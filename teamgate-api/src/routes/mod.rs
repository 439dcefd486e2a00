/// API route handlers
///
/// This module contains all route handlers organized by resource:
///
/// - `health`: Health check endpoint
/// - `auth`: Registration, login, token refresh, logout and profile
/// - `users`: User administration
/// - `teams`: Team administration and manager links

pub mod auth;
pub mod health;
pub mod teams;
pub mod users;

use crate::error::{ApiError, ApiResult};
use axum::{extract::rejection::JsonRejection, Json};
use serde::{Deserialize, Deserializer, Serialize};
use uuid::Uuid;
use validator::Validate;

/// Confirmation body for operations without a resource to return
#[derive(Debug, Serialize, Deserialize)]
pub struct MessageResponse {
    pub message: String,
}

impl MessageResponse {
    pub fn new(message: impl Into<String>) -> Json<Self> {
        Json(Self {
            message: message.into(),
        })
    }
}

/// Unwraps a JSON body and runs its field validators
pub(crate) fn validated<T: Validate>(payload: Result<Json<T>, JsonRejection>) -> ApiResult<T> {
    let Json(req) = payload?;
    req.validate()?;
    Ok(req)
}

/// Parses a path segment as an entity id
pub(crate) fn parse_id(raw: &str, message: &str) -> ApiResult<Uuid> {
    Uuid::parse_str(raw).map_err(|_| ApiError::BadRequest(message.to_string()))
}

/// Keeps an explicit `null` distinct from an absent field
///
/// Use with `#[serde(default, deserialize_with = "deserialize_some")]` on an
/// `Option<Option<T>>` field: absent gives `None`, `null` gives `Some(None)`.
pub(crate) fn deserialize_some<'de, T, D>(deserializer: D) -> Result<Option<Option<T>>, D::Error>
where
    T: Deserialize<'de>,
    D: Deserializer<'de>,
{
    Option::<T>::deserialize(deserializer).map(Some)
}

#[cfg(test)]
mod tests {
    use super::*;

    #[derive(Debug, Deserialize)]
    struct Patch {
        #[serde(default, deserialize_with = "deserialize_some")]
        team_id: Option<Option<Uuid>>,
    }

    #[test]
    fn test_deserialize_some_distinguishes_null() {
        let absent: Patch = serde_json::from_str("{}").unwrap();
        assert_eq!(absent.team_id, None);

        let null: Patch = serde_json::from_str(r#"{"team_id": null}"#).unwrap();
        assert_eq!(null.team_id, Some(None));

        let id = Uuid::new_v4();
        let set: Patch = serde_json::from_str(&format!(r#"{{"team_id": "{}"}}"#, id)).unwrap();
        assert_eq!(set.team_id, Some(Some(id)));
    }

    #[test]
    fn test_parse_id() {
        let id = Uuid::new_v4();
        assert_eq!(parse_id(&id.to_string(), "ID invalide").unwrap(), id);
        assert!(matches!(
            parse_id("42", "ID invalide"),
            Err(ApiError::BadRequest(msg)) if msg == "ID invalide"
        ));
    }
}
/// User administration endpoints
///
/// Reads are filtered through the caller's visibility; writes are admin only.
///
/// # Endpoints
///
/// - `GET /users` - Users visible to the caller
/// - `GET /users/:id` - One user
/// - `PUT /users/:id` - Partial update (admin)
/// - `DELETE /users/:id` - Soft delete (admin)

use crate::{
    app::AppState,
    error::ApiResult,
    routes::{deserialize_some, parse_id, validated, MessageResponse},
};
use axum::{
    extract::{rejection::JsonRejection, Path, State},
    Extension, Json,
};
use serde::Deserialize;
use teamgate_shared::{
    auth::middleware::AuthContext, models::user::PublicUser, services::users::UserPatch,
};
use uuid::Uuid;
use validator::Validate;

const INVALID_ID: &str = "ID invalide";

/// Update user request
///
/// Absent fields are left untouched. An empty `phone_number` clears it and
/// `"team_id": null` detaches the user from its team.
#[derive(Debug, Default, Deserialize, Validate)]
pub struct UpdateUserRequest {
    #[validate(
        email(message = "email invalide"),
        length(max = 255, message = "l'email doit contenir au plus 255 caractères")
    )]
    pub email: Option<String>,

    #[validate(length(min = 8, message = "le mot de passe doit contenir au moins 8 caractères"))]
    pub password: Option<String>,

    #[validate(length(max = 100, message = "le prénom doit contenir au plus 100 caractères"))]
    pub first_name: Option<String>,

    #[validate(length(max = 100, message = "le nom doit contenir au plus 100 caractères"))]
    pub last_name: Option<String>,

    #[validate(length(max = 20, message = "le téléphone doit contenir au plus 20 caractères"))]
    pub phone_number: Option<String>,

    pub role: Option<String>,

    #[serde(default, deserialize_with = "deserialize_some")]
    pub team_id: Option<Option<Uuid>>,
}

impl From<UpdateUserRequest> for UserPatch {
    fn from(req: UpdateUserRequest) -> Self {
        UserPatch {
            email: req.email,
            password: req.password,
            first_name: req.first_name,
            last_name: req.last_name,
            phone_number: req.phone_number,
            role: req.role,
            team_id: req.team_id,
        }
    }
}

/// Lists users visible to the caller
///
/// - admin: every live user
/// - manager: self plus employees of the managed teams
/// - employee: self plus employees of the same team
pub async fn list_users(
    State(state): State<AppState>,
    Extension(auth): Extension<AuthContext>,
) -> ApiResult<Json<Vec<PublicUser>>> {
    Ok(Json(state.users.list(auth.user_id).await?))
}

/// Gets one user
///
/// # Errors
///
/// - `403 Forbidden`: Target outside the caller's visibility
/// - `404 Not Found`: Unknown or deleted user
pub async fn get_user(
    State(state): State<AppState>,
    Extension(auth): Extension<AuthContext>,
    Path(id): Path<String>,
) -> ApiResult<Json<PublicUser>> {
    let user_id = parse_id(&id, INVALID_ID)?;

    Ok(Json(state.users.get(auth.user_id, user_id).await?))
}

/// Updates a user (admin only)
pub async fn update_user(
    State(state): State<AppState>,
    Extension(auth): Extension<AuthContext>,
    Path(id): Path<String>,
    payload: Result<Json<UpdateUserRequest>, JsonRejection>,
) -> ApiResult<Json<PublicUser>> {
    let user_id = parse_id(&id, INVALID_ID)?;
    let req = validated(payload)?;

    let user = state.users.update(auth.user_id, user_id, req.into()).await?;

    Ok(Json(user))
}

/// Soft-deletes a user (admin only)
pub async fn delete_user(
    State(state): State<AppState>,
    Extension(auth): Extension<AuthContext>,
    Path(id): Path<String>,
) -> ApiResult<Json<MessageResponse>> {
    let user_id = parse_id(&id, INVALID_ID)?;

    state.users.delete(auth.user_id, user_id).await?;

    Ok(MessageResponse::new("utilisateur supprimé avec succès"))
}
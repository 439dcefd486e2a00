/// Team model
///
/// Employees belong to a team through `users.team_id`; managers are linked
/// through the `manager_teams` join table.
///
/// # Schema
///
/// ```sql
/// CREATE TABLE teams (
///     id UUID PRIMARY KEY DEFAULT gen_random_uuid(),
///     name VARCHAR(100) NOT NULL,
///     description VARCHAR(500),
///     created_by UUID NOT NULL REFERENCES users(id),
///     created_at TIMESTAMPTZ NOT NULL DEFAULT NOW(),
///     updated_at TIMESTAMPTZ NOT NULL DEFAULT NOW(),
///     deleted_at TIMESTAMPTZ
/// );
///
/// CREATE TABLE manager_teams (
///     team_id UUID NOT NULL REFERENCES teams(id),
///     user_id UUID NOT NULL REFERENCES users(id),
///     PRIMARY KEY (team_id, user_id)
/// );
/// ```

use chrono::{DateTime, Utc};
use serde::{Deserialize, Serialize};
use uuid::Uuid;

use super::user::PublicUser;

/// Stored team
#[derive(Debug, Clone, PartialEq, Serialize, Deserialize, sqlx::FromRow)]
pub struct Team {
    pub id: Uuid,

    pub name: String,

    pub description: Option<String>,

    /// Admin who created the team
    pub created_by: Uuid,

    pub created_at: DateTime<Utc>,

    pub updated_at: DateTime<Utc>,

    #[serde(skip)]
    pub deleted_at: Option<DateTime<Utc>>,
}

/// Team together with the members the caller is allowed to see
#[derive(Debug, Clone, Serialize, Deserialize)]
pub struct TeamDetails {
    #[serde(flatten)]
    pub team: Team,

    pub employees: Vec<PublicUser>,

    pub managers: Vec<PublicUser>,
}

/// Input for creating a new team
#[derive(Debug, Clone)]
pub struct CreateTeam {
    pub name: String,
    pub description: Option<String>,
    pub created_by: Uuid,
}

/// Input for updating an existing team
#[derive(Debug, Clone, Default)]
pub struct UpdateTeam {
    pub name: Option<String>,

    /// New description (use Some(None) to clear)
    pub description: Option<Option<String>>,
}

-- -- --

Find and copy every line in the entries above where the string "await" occurs.

    Ok(Json(state.users.list(auth.user_id).await?))
    Ok(Json(state.users.get(auth.user_id, user_id).await?))
    let user = state.users.update(auth.user_id, user_id, req.into()).await?;
    state.users.delete(auth.user_id, user_id).await?;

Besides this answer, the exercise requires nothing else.